Mexican Hit Men Confess to Murder of 17 Missing Students
EspañolWorst fears have been confirmed in the Mexican city of Iguala. Members of the criminal group Guerreros Unidos have come forward to admit they collaborated with local police in the murder of 17 of the 43 missing students in the state.
Iñaky Blanco, the attorney general of Guerrero, announced that two members of Guerreros Unidos and a municipal police officer confessed the location of a mass grave that was found on Saturday, northwest of Iguala. “They admitted to directly participating in the murder of the students of Ayotzinapa, having followed them from the moment that they arrived in the city of Iguala,” said Blanco.
According to the state attorney general, the two hitmen said Iguala’s public security director, who has since been arrested, told them to go where the students could be found.

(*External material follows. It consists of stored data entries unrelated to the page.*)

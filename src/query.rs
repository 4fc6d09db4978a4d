//! Query execution over a resource listing.
//!
//! The executor is pure: the provider fetches the listing from the
//! repository and hands it over together with the caller's parameters.

use crate::error::{ScimResult, ValidationError};
use crate::filter::{Conjunction, Filterable, compile, parse_filter};
use log::debug;
use serde::{Deserialize, Serialize};

/// Pagination requested by the caller.
///
/// Only a result limit is supported. An absent count limits to zero results.
#[derive(Debug, Clone, Copy, Default, PartialEq, Eq, Serialize, Deserialize)]
pub struct PaginationParameters {
    #[serde(skip_serializing_if = "Option::is_none")]
    pub count: Option<usize>,
}

impl PaginationParameters {
    pub fn with_count(count: usize) -> Self {
        Self { count: Some(count) }
    }
}

/// Parameters of a query request.
#[derive(Debug, Clone, Default, PartialEq, Serialize, Deserialize)]
#[serde(rename_all = "camelCase")]
pub struct QueryParameters {
    /// Alternate conjunctions; empty matches everything
    #[serde(default)]
    pub alternate_filters: Vec<Conjunction>,
    /// Schema of the resources being queried
    pub schema_identifier: String,
    #[serde(default, skip_serializing_if = "Option::is_none")]
    pub pagination: Option<PaginationParameters>,
}

impl QueryParameters {
    /// Query every resource of the given schema.
    pub fn new(schema_identifier: impl Into<String>) -> Self {
        Self {
            alternate_filters: Vec::new(),
            schema_identifier: schema_identifier.into(),
            pagination: None,
        }
    }

    /// Query with filters parsed from their textual form.
    pub fn from_filter_str(schema_identifier: impl Into<String>, filter: &str) -> ScimResult<Self> {
        Ok(Self::new(schema_identifier).with_filters(parse_filter(filter)?))
    }

    /// Add one alternate conjunction.
    pub fn with_filter(mut self, conjunction: Conjunction) -> Self {
        self.alternate_filters.push(conjunction);
        self
    }

    pub fn with_filters(mut self, conjunctions: impl IntoIterator<Item = Conjunction>) -> Self {
        self.alternate_filters.extend(conjunctions);
        self
    }

    pub fn with_count(mut self, count: usize) -> Self {
        self.pagination = Some(PaginationParameters::with_count(count));
        self
    }

    pub fn with_pagination(mut self, pagination: PaginationParameters) -> Self {
        self.pagination = Some(pagination);
        self
    }

    /// Reject parameters that name no schema.
    pub fn validate(&self) -> Result<(), ValidationError> {
        if self.schema_identifier.trim().is_empty() {
            return Err(ValidationError::MissingSchemaIdentifier);
        }
        Ok(())
    }
}

/// Filter `all` with the compiled filters, keeping order, then apply the
/// count limit when pagination was requested.
pub fn execute<T: Filterable>(all: Vec<T>, parameters: &QueryParameters) -> ScimResult<Vec<T>> {
    parameters.validate()?;
    let predicate = compile::<T>(&parameters.alternate_filters)?;

    let total = all.len();
    let matched = all.into_iter().filter(|resource| predicate.matches(resource));

    let results: Vec<T> = match parameters.pagination {
        Some(pagination) => matched.take(pagination.count.unwrap_or(0)).collect(),
        None => matched.collect(),
    };

    debug!(
        "Query on '{}' matched {} of {} resource(s)",
        parameters.schema_identifier,
        results.len(),
        total
    );

    Ok(results)
}

#[cfg(test)]
mod tests {
    use super::*;
    use crate::error::ScimError;
    use crate::filter::FilterTerm;
    use crate::resource::{USER_SCHEMA, User};

    fn users() -> Vec<User> {
        vec![
            User::new("alice"),
            User::new("bob").with_active(false),
            User::new("carol"),
            User::new("dave").with_active(false),
        ]
    }

    fn names(users: &[User]) -> Vec<&str> {
        users.iter().filter_map(|u| u.user_name.as_deref()).collect()
    }

    #[test]
    fn test_no_filters_returns_everything_in_order() {
        let results = execute(users(), &QueryParameters::new(USER_SCHEMA)).unwrap();
        assert_eq!(names(&results), vec!["alice", "bob", "carol", "dave"]);
    }

    #[test]
    fn test_filter_keeps_order() {
        let parameters = QueryParameters::new(USER_SCHEMA)
            .with_filter(Conjunction::new(FilterTerm::equals("active", "false")));
        let results = execute(users(), &parameters).unwrap();
        assert_eq!(names(&results), vec!["bob", "dave"]);
    }

    #[test]
    fn test_count_limits_results() {
        let parameters = QueryParameters::new(USER_SCHEMA).with_count(3);
        assert_eq!(execute(users(), &parameters).unwrap().len(), 3);

        let parameters = QueryParameters::new(USER_SCHEMA).with_count(0);
        assert!(execute(users(), &parameters).unwrap().is_empty());

        let parameters =
            QueryParameters::new(USER_SCHEMA).with_pagination(PaginationParameters::default());
        assert!(execute(users(), &parameters).unwrap().is_empty());

        let parameters = QueryParameters::new(USER_SCHEMA).with_count(10);
        assert_eq!(execute(users(), &parameters).unwrap().len(), 4);
    }

    #[test]
    fn test_blank_schema_identifier() {
        let result = execute(users(), &QueryParameters::new("  "));
        assert!(matches!(
            result,
            Err(ScimError::Validation(ValidationError::MissingSchemaIdentifier))
        ));
    }

    #[test]
    fn test_filter_errors_propagate() {
        let parameters = QueryParameters::new(USER_SCHEMA)
            .with_filter(Conjunction::new(FilterTerm::equals("nickName", "x")));
        assert!(matches!(
            execute(users(), &parameters),
            Err(ScimError::UnsupportedFilterAttribute { .. })
        ));
    }

    #[test]
    fn test_from_filter_str() {
        let parameters =
            QueryParameters::from_filter_str(USER_SCHEMA, r#"userName eq "CAROL" or userName eq "alice""#)
                .unwrap();
        let results = execute(users(), &parameters).unwrap();
        assert_eq!(names(&results), vec!["alice", "carol"]);
    }
}
//! Group resource (core Group schema) and its member references.

use super::{GROUP_SCHEMA, Meta, ResourceType, ScimResource};
use crate::error::{ValidationError, ValidationResult};
use crate::resource::Resource;
use serde::{Deserialize, Serialize};

/// A provisioned group.
///
/// `display_name` is the natural key. Member order is preserved exactly as
/// supplied and as modified by PATCH.
#[derive(Debug, Clone, Default, PartialEq, Serialize, Deserialize)]
#[serde(rename_all = "camelCase")]
pub struct Group {
    #[serde(default = "Group::default_schemas")]
    pub schemas: Vec<String>,
    #[serde(skip_serializing_if = "Option::is_none")]
    pub id: Option<String>,
    #[serde(skip_serializing_if = "Option::is_none")]
    pub external_id: Option<String>,
    #[serde(skip_serializing_if = "Option::is_none")]
    pub display_name: Option<String>,
    #[serde(default, skip_serializing_if = "Vec::is_empty")]
    pub members: Vec<GroupMember>,
    #[serde(default)]
    pub meta: Meta,
}

impl Group {
    fn default_schemas() -> Vec<String> {
        vec![GROUP_SCHEMA.to_string()]
    }

    /// Create an empty group with the given displayName.
    pub fn new(display_name: impl Into<String>) -> Self {
        Self {
            schemas: Self::default_schemas(),
            display_name: Some(display_name.into()),
            ..Default::default()
        }
    }

    pub fn with_external_id(mut self, external_id: impl Into<String>) -> Self {
        self.external_id = Some(external_id.into());
        self
    }

    pub fn with_member(mut self, member: GroupMember) -> Self {
        self.members.push(member);
        self
    }

    pub fn with_id(mut self, id: impl Into<String>) -> Self {
        self.id = Some(id.into());
        self
    }

    /// Append members whose `value` is not already present, keeping order.
    pub fn add_members(&mut self, members: impl IntoIterator<Item = GroupMember>) {
        for member in members {
            if !self.members.iter().any(|m| m.value == member.value) {
                self.members.push(member);
            }
        }
    }

    /// Remove the member referencing `value`. Returns whether one was removed.
    pub fn remove_member(&mut self, value: &str) -> bool {
        let before = self.members.len();
        self.members.retain(|m| m.value != value);
        self.members.len() != before
    }
}

impl ScimResource for Group {
    const RESOURCE_TYPE: ResourceType = ResourceType::Group;
    const NATURAL_KEY: &'static str = "displayName";

    fn id(&self) -> Option<&str> {
        self.id.as_deref()
    }

    fn set_id(&mut self, id: String) {
        self.id = Some(id);
    }

    fn meta(&self) -> &Meta {
        &self.meta
    }

    fn meta_mut(&mut self) -> &mut Meta {
        &mut self.meta
    }

    fn natural_key(&self) -> Option<&str> {
        self.display_name.as_deref()
    }

    fn into_resource(self) -> Resource {
        Resource::Group(self)
    }
}

impl From<Group> for Resource {
    fn from(group: Group) -> Self {
        Resource::Group(group)
    }
}

/// A reference from a group to one of its members.
#[derive(Debug, Clone, PartialEq, Eq, Serialize, Deserialize)]
pub struct GroupMember {
    /// Identifier of the member resource
    pub value: String,
    /// Human-readable display name for the member
    #[serde(skip_serializing_if = "Option::is_none")]
    pub display: Option<String>,
    /// The type of member ("User" or "Group")
    #[serde(rename = "type", skip_serializing_if = "Option::is_none")]
    pub member_type: Option<String>,
}

impl GroupMember {
    /// Creates a new group member with validation.
    pub fn new(
        value: impl Into<String>,
        display: Option<String>,
        member_type: Option<String>,
    ) -> ValidationResult<Self> {
        let value = value.into();
        if value.trim().is_empty() {
            return Err(ValidationError::missing_required("members.value"));
        }

        if let Some(ref mtype) = member_type {
            if mtype != "User" && mtype != "Group" {
                return Err(ValidationError::custom(format!(
                    "Member type must be 'User' or 'Group', got '{}'",
                    mtype
                )));
            }
        }

        Ok(Self {
            value,
            display,
            member_type,
        })
    }

    /// Creates a member referencing a User resource.
    pub fn new_user(value: impl Into<String>, display: Option<String>) -> ValidationResult<Self> {
        Self::new(value, display, Some("User".to_string()))
    }
}

#[cfg(test)]
mod tests {
    use super::*;

    #[test]
    fn test_member_validation() {
        assert!(GroupMember::new_user("user-1", None).is_ok());
        assert!(GroupMember::new("  ", None, None).is_err());
        assert!(GroupMember::new("user-1", None, Some("Device".to_string())).is_err());
    }

    #[test]
    fn test_add_members_skips_duplicates() {
        let mut group = Group::new("Team A");
        let alice = GroupMember::new_user("alice", None).unwrap();
        let bob = GroupMember::new_user("bob", None).unwrap();

        group.add_members(vec![alice.clone(), bob.clone(), alice.clone()]);
        assert_eq!(group.members, vec![alice, bob]);
    }

    #[test]
    fn test_remove_member() {
        let mut group = Group::new("Team A")
            .with_member(GroupMember::new_user("alice", None).unwrap())
            .with_member(GroupMember::new_user("bob", None).unwrap());

        assert!(group.remove_member("alice"));
        assert!(!group.remove_member("alice"));
        assert_eq!(group.members.len(), 1);
        assert_eq!(group.members[0].value, "bob");
    }

    #[test]
    fn test_member_serialization() {
        let member = GroupMember::new_user("u1", Some("Alice".to_string())).unwrap();
        let json = serde_json::to_value(&member).unwrap();
        assert_eq!(json["type"], "User");
        assert_eq!(json["display"], "Alice");
    }
}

They also said their gang leader, “El Chuky,” ordered them to kill the students.
“They fired on the students, making them get off the bus that they were traveling in. Then, they proceeded to capture 17 of them and transport them to a hill in Pueblo Viejo, where they had mass graves hidden. According to the criminals, this is where they finished the students off,” Blanco said.
On Saturday, Mexican security forces found a mass grave holding 28 bodies, some of which were “fragmented” and badly burned, according to Blanco. Experts from Guerrero’s attorney general’s office and a team of nine Argentinean specialists will be tasked with identifying the remains.
Federal police forces took control over public security in Iguala on Monday. A convoy of 44 units of the National Gendarmerie and 15 units of the federal police arrived on Monday in Iguala to patrol the area. In addition, members of the military have also been deployed to provide support to the 250 federal police officers.
— gob.mx (@gobmx) October 7, 2014
Following revaluations of the collusion between the municipal police and the Guerreros Unidos gang, National Security Commissioner Monte Alejandro Rubido announced that all members of the local police have been transferred to a training center for “evaluation and further training.”
Rubido also stated the municipal police have been disarmed, and that their weapons will undergo ballistic testing to determine if they were used in criminal activity.
Meanwhile, Iguala Mayor José Luis Abarca and his Public Security secretary, Felipe Flores, are still on the run and their whereabouts are unknown. According to a story published on Tuesday in the Mexican newspaper El Universal, a Center for Research and National Security report has linked Abarca to organized crime.
Between Friday, September 25, and Saturday, September 26, six people were killed, 25 were injured, and more than 50 went missing, after confrontations between the police and a group of student protesters that gathered to commemorate the 46th anniversary of the Tlatelolco Massacre. On September 30, 13 of the missing students surfaced, claiming they hid to avoid ongoing violence in the area.